Try it =
Scan the records below for the word "EnvFilter". Copy each line where it appears.

Segment Start: Given records

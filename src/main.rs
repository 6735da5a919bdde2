mod catalog;
mod clock;
mod config;
mod css;
mod error;
mod handler;
mod passcode;
mod session;
mod state;
mod template;

use anyhow::Context;
use axum::{Router, http::StatusCode, routing::get};
use chrono::FixedOffset;
use clap::Parser;
use config::{ConfigStore, JsonConfigStore};
use state::AppState;
use std::{path::PathBuf, sync::Arc, time::Duration};
use tower_http::catch_panic::CatchPanicLayer;
use tower_http::trace::TraceLayer;
use tracing_subscriber::{EnvFilter, layer::SubscriberExt, util::SubscriberInitExt};

/// How often idle sessions are swept from memory.
const SESSION_SWEEP_INTERVAL: Duration = Duration::from_secs(10 * 60);

#[derive(Parser, Debug)]
#[command(name = "passgate", about = "Serve a download list behind a shared, self-expiring passcode")]
struct Args {
    /// Port to listen on
    #[arg(short, long, env = "PORT", default_value = "3000")]
    port: u16,

    /// Host address to bind to
    #[arg(long, env = "HOST", default_value = "0.0.0.0")]
    host: String,

    /// Directory holding admin.json and download.json.
    /// Defaults to the directory of the server binary.
    #[arg(long, env = "DATA_DIR")]
    data_dir: Option<PathBuf>,

    /// Passcode configuration file. Overrides `<data-dir>/admin.json`.
    #[arg(long, env = "ADMIN_FILE")]
    admin_file: Option<PathBuf>,

    /// Download catalog file. Overrides `<data-dir>/download.json`.
    #[arg(long, env = "DOWNLOAD_FILE")]
    download_file: Option<PathBuf>,

    /// Fixed UTC offset used for every timestamp, e.g. "+08:00".
    #[arg(long, env = "UTC_OFFSET", default_value = "+08:00", value_parser = clock::parse_utc_offset)]
    utc_offset: FixedOffset,

    /// Idle lifetime of a visitor session, in hours.
    #[arg(long, env = "SESSION_TTL_HOURS", default_value = "24")]
    session_ttl_hours: u64,

    /// Upper bound on waiting for the config write lock, in milliseconds.
    #[arg(long, env = "LOCK_TIMEOUT_MS", default_value = "2000")]
    lock_timeout_ms: u64,
}

#[tokio::main]
async fn main() -> anyhow::Result<()> {
    // Load .env file if present (silently ignored if absent).
    dotenvy::dotenv().ok();

    tracing_subscriber::registry()
        .with(
            EnvFilter::try_from_default_env()
                .unwrap_or_else(|_| "passgate=info,tower_http=info".into()),
        )
        .with(tracing_subscriber::fmt::layer())
        .init();

    let args = Args::parse();

    let data_dir = match args.data_dir {
        Some(path) => path,
        None => {
            let exe = std::env::current_exe().context("Cannot determine binary path")?;
            exe.parent()
                .context("Binary has no parent directory")?
                .to_path_buf()
        }
    };
    let admin_file = args.admin_file.unwrap_or_else(|| data_dir.join("admin.json"));
    let download_file = args
        .download_file
        .unwrap_or_else(|| data_dir.join("download.json"));

    tracing::info!("config file: {}", admin_file.display());
    tracing::info!("catalog file: {}", download_file.display());
    tracing::info!("time zone: UTC{}", args.utc_offset);

    let config_store = JsonConfigStore::new(
        admin_file,
        Duration::from_millis(args.lock_timeout_ms),
    );
    match config_store.load().await {
        Ok(config) if config.is_configured() => tracing::info!(
            ttl_hours = config.ttl_hours,
            passcode_version = config.passcode_version,
            activated = config.is_activated(),
            "Passcode configured"
        ),
        Ok(_) => tracing::warn!("No passcode set in {}", config_store.path().display()),
        // Not fatal: every request reports it until the file is fixed.
        Err(e) => tracing::warn!("{}", e),
    }

    let state = AppState {
        config: Arc::new(config_store),
        catalog: Arc::new(catalog::CatalogStore::new(download_file)),
        sessions: session::SessionStore::new(Duration::from_secs(args.session_ttl_hours * 3600)),
        clock: clock::Clock::new(args.utc_offset),
    };

    let sessions = state.sessions.clone();
    tokio::spawn(async move {
        let mut tick = tokio::time::interval(SESSION_SWEEP_INTERVAL);
        loop {
            tick.tick().await;
            let removed = sessions.prune().await;
            if removed > 0 {
                tracing::debug!("Pruned {} idle sessions", removed);
            }
        }
    });

    // CatchPanicLayer is outermost so it recovers from panics anywhere in the stack.
    let app = Router::new()
        .route("/healthz", get(|| async { StatusCode::OK }))
        .route("/", get(handler::get_index).post(handler::post_index))
        .fallback(handler::not_found)
        .with_state(state)
        .layer(TraceLayer::new_for_http())
        .layer(CatchPanicLayer::new());

    let addr = format!("{}:{}", args.host, args.port);
    let listener = tokio::net::TcpListener::bind(&addr)
        .await
        .with_context(|| format!("Cannot bind to {addr}"))?;

    tracing::info!("Listening on http://{addr}");
    axum::serve(listener, app)
        .with_graceful_shutdown(shutdown_signal())
        .await
        .context("Server error")?;

    Ok(())
}

async fn shutdown_signal() {
    #[cfg(unix)]
    {
        use tokio::signal::unix::{SignalKind, signal};
        let mut sigterm =
            signal(SignalKind::terminate()).expect("failed to register SIGTERM handler");
        tokio::select! {
            result = tokio::signal::ctrl_c() => {
                if let Err(e) = result { tracing::error!("ctrl-c error: {}", e); }
            }
            _ = sigterm.recv() => {
                tracing::info!("Received SIGTERM");
            }
        }
    }
    #[cfg(not(unix))]
    {
        tokio::signal::ctrl_c().await.ok();
    }
    tracing::info!("Shutting down gracefully");
}
//! Passcode validation and the one-way activation state machine.
//!
//! The validity window does not start when an administrator saves the
//! passcode. It starts on the first successful submission, which stamps
//! `first_used_at`/`expires_at` into the config exactly once. After that the
//! window only ever closes; reopening it takes an administrator clearing the
//! timestamps or changing the passcode.

use crate::{
    clock::{self, Timestamp},
    config::{Config, ConfigStore, StoreError},
};

/// Activation attempts before giving up on a contended config file.
const MAX_ATTEMPTS: usize = 3;

/// Where the passcode stands, derived from [`Config`] at a given instant.
#[derive(Debug, Clone, PartialEq, Eq)]
pub enum PasscodeState {
    Unconfigured,
    /// Configured but never used.
    Inactive,
    Active,
    Expired,
    /// `expires_at` is present but cannot be parsed. Treated as closed.
    Corrupt,
}

impl PasscodeState {
    pub fn of(config: &Config, now: Timestamp) -> Self {
        if !config.is_configured() {
            return Self::Unconfigured;
        }
        let (Some(_), Some(expires_raw)) = (&config.first_used_at, &config.expires_at) else {
            return Self::Inactive;
        };
        match clock::parse_timestamp(expires_raw) {
            Ok(expires_at) if now <= expires_at => Self::Active,
            Ok(_) => Self::Expired,
            Err(_) => Self::Corrupt,
        }
    }
}

/// Why a submission was refused. `Display` is the short machine-facing
/// reason; [`LoginFailure::user_message`] is what the caller is shown.
#[derive(thiserror::Error, Debug, Clone, Copy, PartialEq, Eq)]
pub enum LoginFailure {
    #[error("not configured")]
    NotConfigured,
    #[error("empty passcode")]
    EmptyPasscode,
    #[error("incorrect passcode")]
    Incorrect,
    #[error("expired, locked")]
    ExpiredLocked,
    #[error("expired")]
    Expired,
    #[error("corrupt state")]
    CorruptState,
    #[error("storage error")]
    Storage,
}

impl LoginFailure {
    pub fn user_message(&self) -> &'static str {
        match self {
            Self::NotConfigured => {
                "No passcode has been set up yet. Please contact the administrator."
            }
            Self::EmptyPasscode => "Please enter the passcode.",
            Self::Incorrect => "The passcode is incorrect.",
            Self::ExpiredLocked => {
                "The passcode has expired. Please ask the administrator to reset it."
            }
            Self::Expired => "The passcode has expired.",
            Self::CorruptState => {
                "The passcode state is damaged. Please ask the administrator to reset it."
            }
            Self::Storage => "The login could not be recorded. Please try again.",
        }
    }
}

/// Outcome of a pure validation pass, before anything is persisted.
#[derive(Debug, Clone, PartialEq)]
pub enum Decision {
    /// First use: persist this record, then admit.
    Activate(Config),
    /// Window already open; nothing to write.
    Admit,
}

/// Validate `candidate` against a config snapshot.
///
/// Only surrounding whitespace of the candidate is ignored; the comparison
/// is otherwise exact.
pub fn decide(candidate: &str, config: &Config, now: Timestamp) -> Result<Decision, LoginFailure> {
    let state = PasscodeState::of(config, now);
    if state == PasscodeState::Unconfigured {
        return Err(LoginFailure::NotConfigured);
    }

    let candidate = candidate.trim();
    if candidate.is_empty() {
        return Err(LoginFailure::EmptyPasscode);
    }
    if candidate != config.stored_passcode {
        return Err(LoginFailure::Incorrect);
    }

    match state {
        PasscodeState::Unconfigured => Err(LoginFailure::NotConfigured),
        // A window end past the calendar's range cannot be recorded.
        PasscodeState::Inactive => config
            .activated_at(now)
            .map(Decision::Activate)
            .ok_or(LoginFailure::CorruptState),
        PasscodeState::Active => Ok(Decision::Admit),
        // An unlocked passcode is still not reopened by a matching resubmission.
        PasscodeState::Expired if config.locked_after_expire => {
            Err(LoginFailure::ExpiredLocked)
        }
        PasscodeState::Expired => Err(LoginFailure::Expired),
        PasscodeState::Corrupt => Err(LoginFailure::CorruptState),
    }
}

#[derive(Debug, Clone, PartialEq)]
pub struct LoginSuccess {
    /// This submission opened the window.
    pub activated: bool,
    /// The config as it stands after the submission.
    pub config: Config,
}
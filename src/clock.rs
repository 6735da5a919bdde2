//! Fixed-zone clock plus the timestamp and duration formats shared by the
//! config file, the authenticator and the rendered page.

use chrono::{DateTime, Duration, FixedOffset, SecondsFormat, Utc};
use std::fmt;

/// Every timestamp in the system carries the configured offset.
pub type Timestamp = DateTime<FixedOffset>;

/// Wall clock pinned to a single configured UTC offset.
///
/// Activation, expiry comparison and display all go through the same clock
/// so windows cannot drift between the zone used to write a timestamp and
/// the zone used to compare against it.
#[derive(Debug, Clone, Copy)]
pub struct Clock {
    offset: FixedOffset,
}

impl Clock {
    pub fn new(offset: FixedOffset) -> Self {
        Self { offset }
    }

    pub fn now(&self) -> Timestamp {
        Utc::now().with_timezone(&self.offset)
    }

    /// Re-express a parsed timestamp in the configured zone.
    pub fn localize(&self, ts: Timestamp) -> Timestamp {
        ts.with_timezone(&self.offset)
    }
}

/// Parse a UTC offset such as `+08:00`, `-0530`, `+8` or `Z`.
///
/// Used as a clap `value_parser`, hence the `String` error.
pub fn parse_utc_offset(raw: &str) -> Result<FixedOffset, String> {
    let s = raw.trim();
    if s.eq_ignore_ascii_case("z") || s.eq_ignore_ascii_case("utc") {
        return FixedOffset::east_opt(0).ok_or_else(|| format!("offset out of range: {raw:?}"));
    }

    let (sign, rest) = match s.as_bytes().first() {
        Some(b'+') => (1, &s[1..]),
        Some(b'-') => (-1, &s[1..]),
        _ => return Err(format!("offset must start with '+' or '-': {raw:?}")),
    };

    let (hours, minutes) = match rest.split_once(':') {
        Some((h, m)) => (h, m),
        None if rest.len() == 4 && rest.is_ascii() => rest.split_at(2),
        None => (rest, "0"),
    };

    let hours: i32 = hours
        .parse()
        .map_err(|_| format!("invalid offset hours in {raw:?}"))?;
    let minutes: i32 = minutes
        .parse()
        .map_err(|_| format!("invalid offset minutes in {raw:?}"))?;
    if !(0..=23).contains(&hours) || !(0..=59).contains(&minutes) {
        return Err(format!("offset out of range: {raw:?}"));
    }

    FixedOffset::east_opt(sign * (hours * 3600 + minutes * 60))
        .ok_or_else(|| format!("offset out of range: {raw:?}"))
}

/// Serialize a timestamp for the config file. RFC 3339 with the offset and
/// any fractional seconds kept, so [`parse_timestamp`] gives back the exact
/// same instant.
pub fn format_timestamp(ts: &Timestamp) -> String {
    ts.to_rfc3339_opts(SecondsFormat::AutoSi, false)
}

pub fn parse_timestamp(raw: &str) -> Result<Timestamp, chrono::ParseError> {
    DateTime::parse_from_rfc3339(raw.trim())
}

/// `YYYY-MM-DD HH:MM`, used for the expiry line on the page.
pub fn format_minutes(ts: &Timestamp) -> String {
    ts.format("%Y-%m-%d %H:%M").to_string()
}

/// `YYYY-MM-DD HH:MM:SS`, used for the system time in the page footer.
pub fn format_seconds(ts: &Timestamp) -> String {
    ts.format("%Y-%m-%d %H:%M:%S").to_string()
}

/// Time left in an activation window.
///
/// Displays as `HH:MM:SS` where the hour field absorbs whole days, so a
/// 30 hour window reads `30:00:00` instead of wrapping to `06:00:00`.
#[derive(Debug, Clone, Copy, PartialEq, Eq, PartialOrd, Ord)]
pub struct Remaining(Duration);

impl Remaining {
    /// Negative spans clamp to zero.
    pub fn new(span: Duration) -> Self {
        Self(span.max(Duration::zero()))
    }
}

impl fmt::Display for Remaining {
    fn fmt(&self, f: &mut fmt::Formatter<'_>) -> fmt::Result {
        let total = self.0.num_seconds();
        let hours = total / 3600;
        let minutes = (total % 3600) / 60;
        let seconds = total % 60;
        write!(f, "{hours:02}:{minutes:02}:{seconds:02}")
    }
}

Segment End: Given records

Exercise output =
use tracing_subscriber::{EnvFilter, layer::SubscriberExt, util::SubscriberInitExt};
            EnvFilter::try_from_default_env()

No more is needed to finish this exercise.